Spaccia nel bar in via Fereggiano, 36enne arrestato dalla Polizia. Locale sequestrato

Si tratta del “Bar dei ragazzi”. L’indagine del commissariato di Pré e il fiuto del cane antidroga Constantin hanno portato a ritrovare ingenti quantità di cocaina e hashish 92mila euro

La Polizia di Stato di Genova ha arrestato un cittadino cinese di 36 anni nella flagranza del reato di detenzione ai fini di spaccio di sostanza stupefacente

Venuti a conoscenza di una fiorente attività di spaccio all’interno del “Bar dei ragazzi” di via Fereggiano, i poliziotti del Commissariato Prè hanno fatto un servizio di osservazione rilevando un anomalo via vai di persone all’interno del bar. Quando hanno accertato la presenza del titolare all’interno dell’esercizio, e di un soggetto di nazionalità marocchina con precedenti per spaccio, sono entrati effettuando il controllo ed identificando tutti i presenti. Il marocchino era stato visto poco prima colloquiare con due ragazze ponendo in essere, verosimilmente, una cessione di sostanza stupefacente. Il titolare, invece, aveva in tasca una confezione in cellophane bianca termosaldata contenente 0,53 gr. di cocaina. Nonostante le continue reticenze di quest’ultimo, il controllo del bar e dell’abitazione del 36enne ha permesso di rinvenire, grazie anche all’aiuto del fiuto di Constantin,  1983,98 gr. di hashish e 642,78 gr. di cocaina divisi in svariate confezioni e nascosti in svariati punti dei locali, oltre a 60.000 euro e due bilancini di precisione. Nello specifico si rinvenivano denaro e stupefacenti dietro al bancone del bar e in un armadietto sito all’interno dello stesso, ma anche in casa all’interno di una pochette da donna sita sotto il letto matrimoniale e infine si ritrovava droga al di sopra, all’interno e al di sotto dell’armadio posto in camera.  
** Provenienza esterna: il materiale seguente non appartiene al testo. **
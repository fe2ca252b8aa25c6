//! Scrape executor.
//!
//! The `ScrapeExecutor` runs every enabled collector against every device of
//! one scrape. Devices are scraped concurrently, one task each; collectors of
//! a device run one after another on that device's session. Failures stay
//! inside the (device, collector) pair they happened in and are reported
//! through the `collector_success` metric.

use std::sync::Arc;

use tokio::time::Instant;
use tracing::{debug, error, info, trace};

use super::{
    collectors::{error::CollectorError, registry::CollectorRegistry},
    metrics::{MetricDescriptor, MetricEvent},
    transport::Transport,
};
use crate::config::Config;

const SCRAPE_LABELS: &[&str] = &["target", "collector"];

/// A device to scrape: its configured host and an open session to it.
#[derive(Clone)]
pub struct Device {
    pub host: String,
    pub transport: Arc<dyn Transport>,
}

impl Device {
    pub fn new(host: impl Into<String>, transport: Arc<dyn Transport>) -> Self {
        Device {
            host: host.into(),
            transport,
        }
    }
}

/// Runs collectors against devices and gathers their events.
pub struct ScrapeExecutor {
    config: Arc<Config>,
    registry: Arc<CollectorRegistry>,
    success: Arc<MetricDescriptor>,
    duration: Arc<MetricDescriptor>,
}

impl ScrapeExecutor {
    /// Creates a new executor.
    ///
    /// # Arguments
    /// * `config` - Loaded configuration, used for per-host feature toggles
    /// * `registry` - Collectors to run, in order
    pub fn new(config: Arc<Config>, registry: Arc<CollectorRegistry>) -> Self {
        let success = MetricDescriptor::new(
            &config.namespace,
            "collector",
            "success",
            "Whether a collector succeeded",
            SCRAPE_LABELS,
        );
        let duration = MetricDescriptor::new(
            &config.namespace,
            "collector",
            "duration_seconds",
            "Duration of a collector scrape",
            SCRAPE_LABELS,
        );
        Self {
            config,
            registry,
            success,
            duration,
        }
    }

    /// Descriptors of the per-collector scrape metrics.
    pub fn describe(&self) -> Vec<Arc<MetricDescriptor>> {
        vec![self.success.clone(), self.duration.clone()]
    }

    /// Scrapes all `devices` once and returns every event produced.
    pub async fn scrape(&self, devices: Vec<Device>) -> Vec<MetricEvent> {
        let start = Instant::now();
        let device_count = devices.len();

        let tasks: Vec<_> = devices
            .into_iter()
            .map(|device| {
                let worker = DeviceScrape {
                    config: self.config.clone(),
                    registry: self.registry.clone(),
                    success: self.success.clone(),
                    duration: self.duration.clone(),
                };
                let host = device.host.clone();
                (host, tokio::spawn(async move { worker.run(device).await }))
            })
            .collect();

        let mut events = Vec::new();
        for (host, task) in tasks {
            match task.await {
                Ok(found) => events.extend(found),
                Err(e) => error!("Scrape task for '{}' failed: {}", host, e),
            }
        }

        info!(
            "Scraped {} device(s) in {:.3}s, {} event(s)",
            device_count,
            start.elapsed().as_secs_f64(),
            events.len()
        );
        events
    }
}

/// Everything one device task needs, owned so it can move into the task.
struct DeviceScrape {
    config: Arc<Config>,
    registry: Arc<CollectorRegistry>,
    success: Arc<MetricDescriptor>,
    duration: Arc<MetricDescriptor>,
}

impl DeviceScrape {
    async fn run(self, device: Device) -> Vec<MetricEvent> {
        let features = self.config.effective_features(&device.host);
        let mut events = Vec::new();

        for collector in self.registry.iter() {
            let name = collector.name();
            if !features.is_enabled(collector.feature()) {
                debug!("[{}] {}: disabled by feature '{}'", name, device.host, collector.feature());
                continue;
            }

            let start = Instant::now();
            let ok = match collector.collect(device.transport.as_ref(), &device.host).await {
                Ok(found) => {
                    trace!("[{}] {}: {} event(s)", name, device.host, found.len());
                    events.extend(found);
                    true
                }
                Err(e @ CollectorError::DomainUnsupportedForDialect { .. }) => {
                    debug!("[{}] {}: {}", name, device.host, e);
                    false
                }
                Err(e) => {
                    error!("[{}] {}: {}", name, device.host, e);
                    false
                }
            };
            let elapsed = start.elapsed().as_secs_f64();

            let labels = vec![device.host.clone(), name.to_string()];
            for (descriptor, value) in [(&self.success, if ok { 1.0 } else { 0.0 }), (&self.duration, elapsed)] {
                match MetricEvent::new(descriptor, value, labels.clone()) {
                    Ok(event) => events.push(event),
                    Err(e) => error!("{}", e),
                }
            }
        }

        events
    }
}

#[cfg(test)]
mod tests {
    use tracing_test::traced_test;

    use super::*;
    use crate::core::{
        collectors::test_support::MockTransport, dialect::DialectRegistry, transport::OsType,
    };

    const TEMPERATURE: &str = "\
1/1-Inlet-Air                   line-card-module  22.00 C     normal
";
    const POWER: &str = "\
1/1      JL086A   CN12KP1234        OK             AC      100-240V   680
";
    const FAN: &str = "\
Fan information
---------------------------------------------------------------------------
1/1           N/A      N/A            normal  front-to-back  ok      8725
";

    fn cx_switch() -> MockTransport {
        MockTransport::new(OsType::ArubaCXSwitch)
            .with_output("show environment temperature", TEMPERATURE)
            .with_output("show environment power-supply", POWER)
            .with_output("show environment fan", FAN)
    }

    fn executor(toml: &str) -> ScrapeExecutor {
        let config = Arc::new(Config::from_toml_str(toml).unwrap());
        let registry = CollectorRegistry::with_builtin_collectors(
            &config.namespace,
            Arc::new(DialectRegistry::with_builtin_parsers()),
        );
        ScrapeExecutor::new(config, Arc::new(registry))
    }

    fn success(events: &[MetricEvent], target: &str, collector: &str) -> Option<f64> {
        events
            .iter()
            .find(|e| {
                e.name() == "aruba_collector_success"
                    && e.label("target") == Some(target)
                    && e.label("collector") == Some(collector)
            })
            .map(|e| e.value)
    }

    #[tokio::test]
    async fn every_enabled_pair_reports_success_and_duration() {
        let executor = executor("");
        let devices = vec![Device::new("sw1", Arc::new(cx_switch()))];

        let events = executor.scrape(devices).await;

        assert_eq!(success(&events, "sw1", "environment"), Some(1.0));
        // CX switches have no system domain.
        assert_eq!(success(&events, "sw1", "system"), Some(0.0));
        assert_eq!(
            events
                .iter()
                .filter(|e| e.name() == "aruba_collector_duration_seconds")
                .count(),
            2
        );
        assert_eq!(
            events
                .iter()
                .filter(|e| e.name().starts_with("aruba_environment_"))
                .count(),
            7
        );
    }

    #[tokio::test]
    async fn device_override_disables_collector() {
        let executor = executor(
            r#"
[features]
environment = true

[[devices]]
host = "sw2"
[devices.features]
environment = false
"#,
        );
        let sw1 = Arc::new(cx_switch());
        let sw2 = Arc::new(cx_switch());
        let devices = vec![
            Device::new("sw1", sw1.clone()),
            Device::new("sw2", sw2.clone()),
        ];

        let events = executor.scrape(devices).await;

        assert_eq!(success(&events, "sw1", "environment"), Some(1.0));
        assert_eq!(success(&events, "sw2", "environment"), None);
        assert!(sw2.calls().is_empty());
        assert_eq!(sw1.calls().len(), 3);
    }

    #[tokio::test]
    #[traced_test]
    async fn transport_failure_is_contained_to_its_device() {
        let executor = executor("[features]\nsystem = false\n");
        let broken = cx_switch().failing_on("show environment temperature");
        let devices = vec![
            Device::new("sw1", Arc::new(cx_switch())),
            Device::new("sw-broken", Arc::new(broken)),
        ];

        let events = executor.scrape(devices).await;

        assert_eq!(success(&events, "sw1", "environment"), Some(1.0));
        assert_eq!(success(&events, "sw-broken", "environment"), Some(0.0));
        assert!(!events
            .iter()
            .any(|e| e.name().starts_with("aruba_environment_") && e.label("target") == Some("sw-broken")));
        assert!(logs_contain("[environment] sw-broken: Collector 'environment' transport failure"));
    }

    #[tokio::test]
    async fn no_devices_no_events() {
        let events = executor("").scrape(Vec::new()).await;
        assert!(events.is_empty());
    }
}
L’ausilio del cane antidroga è stato determinante, in particolare, nel ritrovamento di ben 32.000 euro nascosti in due scatole di whisky, a loro volta occultate dietro un pannello del controsoffitto del locale. Constantin ha iniziato, difatti, a saltellare in corrispondenza di tale punto, verosimilmente perché i soldi erano stati maneggiati in precedenza con mani sporche di stupefacente, attirando in tal modo l’attenzione del cane. 

L’attività si è conclusa con l’arresto del titolare e la denuncia per detenzione finalizzata allo spaccio a carico della moglie con lui convivente e del soggetto marocchino identificato all’interno del locale.

Il locale è stato posto sotto sequestro.